According to Dunn and Bradstreet, 96 percent of businesses fail due to managerial incompetence, and 82 percent fail due to poor cash flow management skills or a poor understanding of cash flow. Business owners can’t afford to let these common misconceptions hinder implementing sound cash flow management practices.

We don’t have a cash flow problem because we’re profitable. That’s not always true. Profits are not the same as cash flow. A business can report profits and still be broke. Businesses that operate on credit using an accrual accounting method could show a profit even though there is not enough cash coming in to pay the bills.

Our account receivables are strong.That’s good, but it doesn’t mean your cash flow is strong. Receivables are nothing more than a promise by your customers that they will pay you at some point in the future. Aging receivables can dry up cash flow, preventing the business from taking on new business.

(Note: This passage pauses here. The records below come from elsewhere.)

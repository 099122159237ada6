//! Textured body rendering with depth testing.
//!
//! [`BodyPass`] draws every celestial body in one render pass. It owns the
//! pipeline, the uniform buffers and the depth buffer.
//!
//! # Architecture
//!
//! The body shader uses three bind groups:
//! - **Group 0**: Frame uniforms (view and projection matrices, light direction, ambient)
//! - **Group 1**: Model uniforms (model matrix, lighting switch), one slot per body
//!   addressed with a dynamic offset
//! - **Group 2**: Texture and sampler for the body surface
//!
//! All model slots are written before the command buffer is submitted, so
//! each draw sees its own matrix.
//!
//! # Example
//!
//! ```ignore
//! let mut pass = BodyPass::new(&gpu, 4);
//! let sun_texture = pass.create_texture_bind_group(&gpu, &sun);
//!
//! // Each frame:
//! pass.ensure_depth_size(&gpu);
//! pass.render(&gpu, &mut render_pass, frame_uniforms, &[DrawCall {
//!     mesh: &sphere,
//!     model: transforms.get(BodyKind::Sun).unwrap(),
//!     lit: false,
//!     texture: &sun_texture,
//! }]);
//! ```

use glam::{Mat4, Vec3};

use crate::camera::Camera;
use crate::gpu::GpuContext;
use crate::mesh::{Mesh, Vertex3d};
use crate::texture::Texture;

/// Depth buffer format used by the body pipeline.
pub const DEPTH_FORMAT: wgpu::TextureFormat = wgpu::TextureFormat::Depth32Float;

/// Per-frame uniforms shared by every body.
#[repr(C)]
#[derive(Copy, Clone, Debug, PartialEq, bytemuck::Pod, bytemuck::Zeroable)]
pub struct FrameUniforms {
    /// View matrix (world to camera space transformation).
    pub view: [[f32; 4]; 4],
    /// Projection matrix (camera to clip space transformation).
    pub proj: [[f32; 4]; 4],
    /// Direction towards the light, normalized.
    pub light: [f32; 3],
    /// Minimum brightness of lit bodies.
    pub ambient: f32,
}

impl FrameUniforms {
    pub fn new(camera: &Camera, aspect: f32, light: Vec3, ambient: f32) -> Self {
        Self {
            view: camera.view_matrix().to_cols_array_2d(),
            proj: camera.projection_matrix(aspect).to_cols_array_2d(),
            light: light.normalize_or(Vec3::Z).to_array(),
            ambient: ambient.clamp(0.0, 1.0),
        }
    }
}

/// Per-body uniforms.
#[repr(C)]
#[derive(Copy, Clone, Debug, PartialEq, bytemuck::Pod, bytemuck::Zeroable)]
pub struct ModelUniforms {
    /// Model matrix (object to world space transformation).
    pub model: [[f32; 4]; 4],
    /// `x` is 1.0 when diffuse lighting applies; the rest is padding.
    pub lighting: [f32; 4],
}

/// One body to draw this frame.
pub struct DrawCall<'a> {
    pub mesh: &'a Mesh,
    pub model: Mat4,
    /// Apply diffuse lighting. Emissive bodies pass `false`.
    pub lit: bool,
    /// Bind group from [`BodyPass::create_texture_bind_group`].
    pub texture: &'a wgpu::BindGroup,
}

/// Rounds `size` up to a multiple of `alignment`.
pub(crate) fn align_to(size: u64, alignment: u64) -> u64 {
    size.div_ceil(alignment) * alignment
}

/// Renders textured bodies with depth testing.
///
/// # Pipeline Configuration
///
/// - No face culling: the star field is seen from inside its sphere
/// - Opaque output, no blending
/// - Depth write and Less-than comparison
pub struct BodyPass {
    pipeline: wgpu::RenderPipeline,
    frame_buffer: wgpu::Buffer,
    frame_bind_group: wgpu::BindGroup,
    model_buffer: wgpu::Buffer,
    model_bind_group: wgpu::BindGroup,
    model_stride: u64,
    capacity: usize,
    texture_bind_group_layout: wgpu::BindGroupLayout,
    /// The depth texture used for depth testing.
    #[allow(dead_code)]
    pub(crate) depth_texture: wgpu::Texture,
    /// View into the depth texture for render pass attachment.
    pub(crate) depth_view: wgpu::TextureView,
    depth_size: (u32, u32),
}

impl BodyPass {
    /// Creates the pass with room for `capacity` bodies per frame.
    pub fn new(gpu: &GpuContext, capacity: usize) -> Self {
        let device = &gpu.device;
        let capacity = capacity.max(1);

        let shader = device.create_shader_module(wgpu::ShaderModuleDescriptor {
            label: Some("Body Shader"),
            source: wgpu::ShaderSource::Wgsl(include_str!("shaders/body.wgsl").into()),
        });

        // Frame uniform buffer (group 0)
        let frame_buffer = device.create_buffer(&wgpu::BufferDescriptor {
            label: Some("Frame Uniforms"),
            size: std::mem::size_of::<FrameUniforms>() as u64,
            usage: wgpu::BufferUsages::UNIFORM | wgpu::BufferUsages::COPY_DST,
            mapped_at_creation: false,
        });

        let frame_bind_group_layout =
            device.create_bind_group_layout(&wgpu::BindGroupLayoutDescriptor {
                label: Some("Frame Bind Group Layout"),
                entries: &[wgpu::BindGroupLayoutEntry {
                    binding: 0,
                    visibility: wgpu::ShaderStages::VERTEX | wgpu::ShaderStages::FRAGMENT,
                    ty: wgpu::BindingType::Buffer {
                        ty: wgpu::BufferBindingType::Uniform,
                        has_dynamic_offset: false,
                        min_binding_size: None,
                    },
                    count: None,
                }],
            });

        let frame_bind_group = device.create_bind_group(&wgpu::BindGroupDescriptor {
            label: Some("Frame Bind Group"),
            layout: &frame_bind_group_layout,
            entries: &[wgpu::BindGroupEntry {
                binding: 0,
                resource: frame_buffer.as_entire_binding(),
            }],
        });

        // Model uniform buffer (group 1), one aligned slot per body
        let model_size = std::mem::size_of::<ModelUniforms>() as u64;
        let model_stride = align_to(
            model_size,
            u64::from(device.limits().min_uniform_buffer_offset_alignment),
        );
        let model_buffer = device.create_buffer(&wgpu::BufferDescriptor {
            label: Some("Model Uniforms"),
            size: model_stride * capacity as u64,
            usage: wgpu::BufferUsages::UNIFORM | wgpu::BufferUsages::COPY_DST,
            mapped_at_creation: false,
        });

        let model_bind_group_layout =
            device.create_bind_group_layout(&wgpu::BindGroupLayoutDescriptor {
                label: Some("Model Bind Group Layout"),
                entries: &[wgpu::BindGroupLayoutEntry {
                    binding: 0,
                    visibility: wgpu::ShaderStages::VERTEX | wgpu::ShaderStages::FRAGMENT,
                    ty: wgpu::BindingType::Buffer {
                        ty: wgpu::BufferBindingType::Uniform,
                        has_dynamic_offset: true,
                        min_binding_size: wgpu::BufferSize::new(model_size),
                    },
                    count: None,
                }],
            });

        let model_bind_group = device.create_bind_group(&wgpu::BindGroupDescriptor {
            label: Some("Model Bind Group"),
            layout: &model_bind_group_layout,
            entries: &[wgpu::BindGroupEntry {
                binding: 0,
                resource: wgpu::BindingResource::Buffer(wgpu::BufferBinding {
                    buffer: &model_buffer,
                    offset: 0,
                    size: wgpu::BufferSize::new(model_size),
                }),
            }],
        });

        // Texture bind group layout (group 2)
        let texture_bind_group_layout =
            device.create_bind_group_layout(&wgpu::BindGroupLayoutDescriptor {
                label: Some("Texture Bind Group Layout"),
                entries: &[
                    wgpu::BindGroupLayoutEntry {
                        binding: 0,
                        visibility: wgpu::ShaderStages::FRAGMENT,
                        ty: wgpu::BindingType::Texture {
                            sample_type: wgpu::TextureSampleType::Float { filterable: true },
                            view_dimension: wgpu::TextureViewDimension::D2,
                            multisampled: false,
                        },
                        count: None,
                    },
                    wgpu::BindGroupLayoutEntry {
                        binding: 1,
                        visibility: wgpu::ShaderStages::FRAGMENT,
                        ty: wgpu::BindingType::Sampler(wgpu::SamplerBindingType::Filtering),
                        count: None,
                    },
                ],
            });

        let pipeline_layout = device.create_pipeline_layout(&wgpu::PipelineLayoutDescriptor {
            label: Some("Body Pipeline Layout"),
            bind_group_layouts: &[
                &frame_bind_group_layout,
                &model_bind_group_layout,
                &texture_bind_group_layout,
            ],
            push_constant_ranges: &[],
        });

        let (depth_texture, depth_view) = Self::create_depth_texture(gpu);

        let pipeline = device.create_render_pipeline(&wgpu::RenderPipelineDescriptor {
            label: Some("Body Pipeline"),
            layout: Some(&pipeline_layout),
            vertex: wgpu::VertexState {
                module: &shader,
                entry_point: Some("vs"),
                buffers: &[Vertex3d::LAYOUT],
                compilation_options: Default::default(),
            },
            fragment: Some(wgpu::FragmentState {
                module: &shader,
                entry_point: Some("fs"),
                targets: &[Some(wgpu::ColorTargetState {
                    format: gpu.config.format,
                    blend: Some(wgpu::BlendState::REPLACE),
                    write_mask: wgpu::ColorWrites::ALL,
                })],
                compilation_options: Default::default(),
            }),
            primitive: wgpu::PrimitiveState {
                topology: wgpu::PrimitiveTopology::TriangleList,
                cull_mode: None,
                ..Default::default()
            },
            depth_stencil: Some(wgpu::DepthStencilState {
                format: DEPTH_FORMAT,
                depth_write_enabled: true,
                depth_compare: wgpu::CompareFunction::Less,
                stencil: wgpu::StencilState::default(),
                bias: wgpu::DepthBiasState::default(),
            }),
            multisample: wgpu::MultisampleState::default(),
            multiview: None,
            cache: None,
        });

        Self {
            pipeline,
            frame_buffer,
            frame_bind_group,
            model_buffer,
            model_bind_group,
            model_stride,
            capacity,
            texture_bind_group_layout,
            depth_texture,
            depth_view,
            depth_size: (gpu.width(), gpu.height()),
        }
    }

    /// Creates the group 2 bind group for a body texture.
    ///
    /// Build these once at startup; they stay valid for the life of the texture.
    pub fn create_texture_bind_group(
        &self,
        gpu: &GpuContext,
        texture: &Texture,
    ) -> wgpu::BindGroup {
        gpu.device.create_bind_group(&wgpu::BindGroupDescriptor {
            label: Some("Body Texture Bind Group"),
            layout: &self.texture_bind_group_layout,
            entries: &[
                wgpu::BindGroupEntry {
                    binding: 0,
                    resource: wgpu::BindingResource::TextureView(&texture.view),
                },
                wgpu::BindGroupEntry {
                    binding: 1,
                    resource: wgpu::BindingResource::Sampler(&texture.sampler),
                },
            ],
        })
    }

    fn create_depth_texture(gpu: &GpuContext) -> (wgpu::Texture, wgpu::TextureView) {
        let texture = gpu.device.create_texture(&wgpu::TextureDescriptor {
            label: Some("Depth Texture"),
            size: wgpu::Extent3d {
                width: gpu.width(),
                height: gpu.height(),
                depth_or_array_layers: 1,
            },
            mip_level_count: 1,
            sample_count: 1,
            dimension: wgpu::TextureDimension::D2,
            format: DEPTH_FORMAT,
            usage: wgpu::TextureUsages::RENDER_ATTACHMENT,
            view_formats: &[],
        });
        let view = texture.create_view(&wgpu::TextureViewDescriptor::default());
        (texture, view)
    }

    /// Recreates the depth buffer if the surface size changed.
    pub fn ensure_depth_size(&mut self, gpu: &GpuContext) {
        if self.depth_size != (gpu.width(), gpu.height()) {
            let (texture, view) = Self::create_depth_texture(gpu);
            self.depth_texture = texture;
            self.depth_view = view;
            self.depth_size = (gpu.width(), gpu.height());
        }
    }

    /// Depth attachment for the render pass that calls [`BodyPass::render`].
    pub fn depth_view(&self) -> &wgpu::TextureView {
        &self.depth_view
    }

    /// Uploads uniforms and records one draw per call.
    ///
    /// Calls beyond the capacity given to [`BodyPass::new`] are dropped with a
    /// warning.
    pub fn render(
        &self,
        gpu: &GpuContext,
        render_pass: &mut wgpu::RenderPass,
        frame: FrameUniforms,
        draw_calls: &[DrawCall],
    ) {
        if draw_calls.is_empty() {
            return;
        }
        if draw_calls.len() > self.capacity {
            log::warn!(
                "{} bodies queued but the pass holds {}; extra bodies skipped",
                draw_calls.len(),
                self.capacity
            );
        }

        gpu.queue
            .write_buffer(&self.frame_buffer, 0, bytemuck::cast_slice(&[frame]));

        render_pass.set_pipeline(&self.pipeline);
        render_pass.set_bind_group(0, &self.frame_bind_group, &[]);

        for (slot, call) in draw_calls.iter().take(self.capacity).enumerate() {
            let offset = slot as u64 * self.model_stride;
            let model_uniforms = ModelUniforms {
                model: call.model.to_cols_array_2d(),
                lighting: [if call.lit { 1.0 } else { 0.0 }, 0.0, 0.0, 0.0],
            };
            gpu.queue.write_buffer(
                &self.model_buffer,
                offset,
                bytemuck::cast_slice(&[model_uniforms]),
            );

            render_pass.set_bind_group(1, &self.model_bind_group, &[offset as u32]);
            render_pass.set_bind_group(2, call.texture, &[]);
            render_pass.set_vertex_buffer(0, call.mesh.vertex_buffer.slice(..));
            render_pass.draw(0..call.mesh.vertex_count, 0..1);
        }
    }
}

#[cfg(test)]
mod tests {
    use super::*;

    #[test]
    fn uniform_sizes_match_shader_layout() {
        assert_eq!(std::mem::size_of::<FrameUniforms>(), 144);
        assert_eq!(std::mem::size_of::<ModelUniforms>(), 80);
    }

    #[test]
    fn model_slots_are_aligned() {
        assert_eq!(align_to(80, 256), 256);
        assert_eq!(align_to(256, 256), 256);
        assert_eq!(align_to(257, 256), 512);
        assert_eq!(align_to(80, 16), 80);
    }

    #[test]
    fn frame_uniforms_normalize_light() {
        let camera = Camera::new();
        let uniforms = FrameUniforms::new(&camera, 1.0, Vec3::new(0.0, 0.0, 3.0), 1.5);
        assert_eq!(uniforms.light, [0.0, 0.0, 1.0]);
        assert_eq!(uniforms.ambient, 1.0);
        assert_eq!(uniforms.view, camera.view_matrix().to_cols_array_2d());
    }
}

Our business is still small, so we don’t need to bother with cash flow projections. That kind of thinking will ensure your business never gets big. Smaller businesses risk running into cash flow problems more than bigger businesses. All it takes is a brief period when their cash needs exceed their income to put them out of business.

We’re just a small business; we can keep track of cash flow in our heads. If your business has just one or two customers and a few expenses, you probably could manage your cash flow by the seat of your pants. However, it can quickly become unmanageable once you start adding more variables - new customers, more expenses, more employees, etc. A cash flow management process brings order to chaos, allowing you to stay focused on growing your business.

We use our annual meeting to make cash flow projections. According to Dunn and Bradstreet, businesses that limit their cash flow planning to one time a year have a 36 percent survival rate over five years. Businesses that make cash flow projections once a month have an 80 percent survival rate. Cash flow planning should be done once a month, right along with monthly payable and receivable processing.

We look at our cash flow statements at the end of each month.That’s like driving a car using your rearview mirror. A cash flow statement tells you where you’ve been, not where you’re heading. You could be heading for a cliff and not even know it. A cash flow projection tells you when you might experience some bumps in the road, giving you enough time to steer clear.

We’re a cash business, so cash flow projections won’t tell us what we don’t already know. What about the things you don’t already know, like the unexpected loss of a customer, a change in vendor payment procedures, or a sudden increase in orders? A cash flow projection allows you to manage uncertainty by controlling the movement and timing of cash in and out of the business, with the goal of building a cash reserve for the unexpected.

One of the great benefits for small business owners in this new era of secure technology and business automation is the ability to partner with expert solution providers for all their cash flow management needs. Banking solutions that offer ways to accelerate cash coming in and carefully orchestrate the cash going out of the business can bring much-needed flexibility and efficiency to businesses of any size.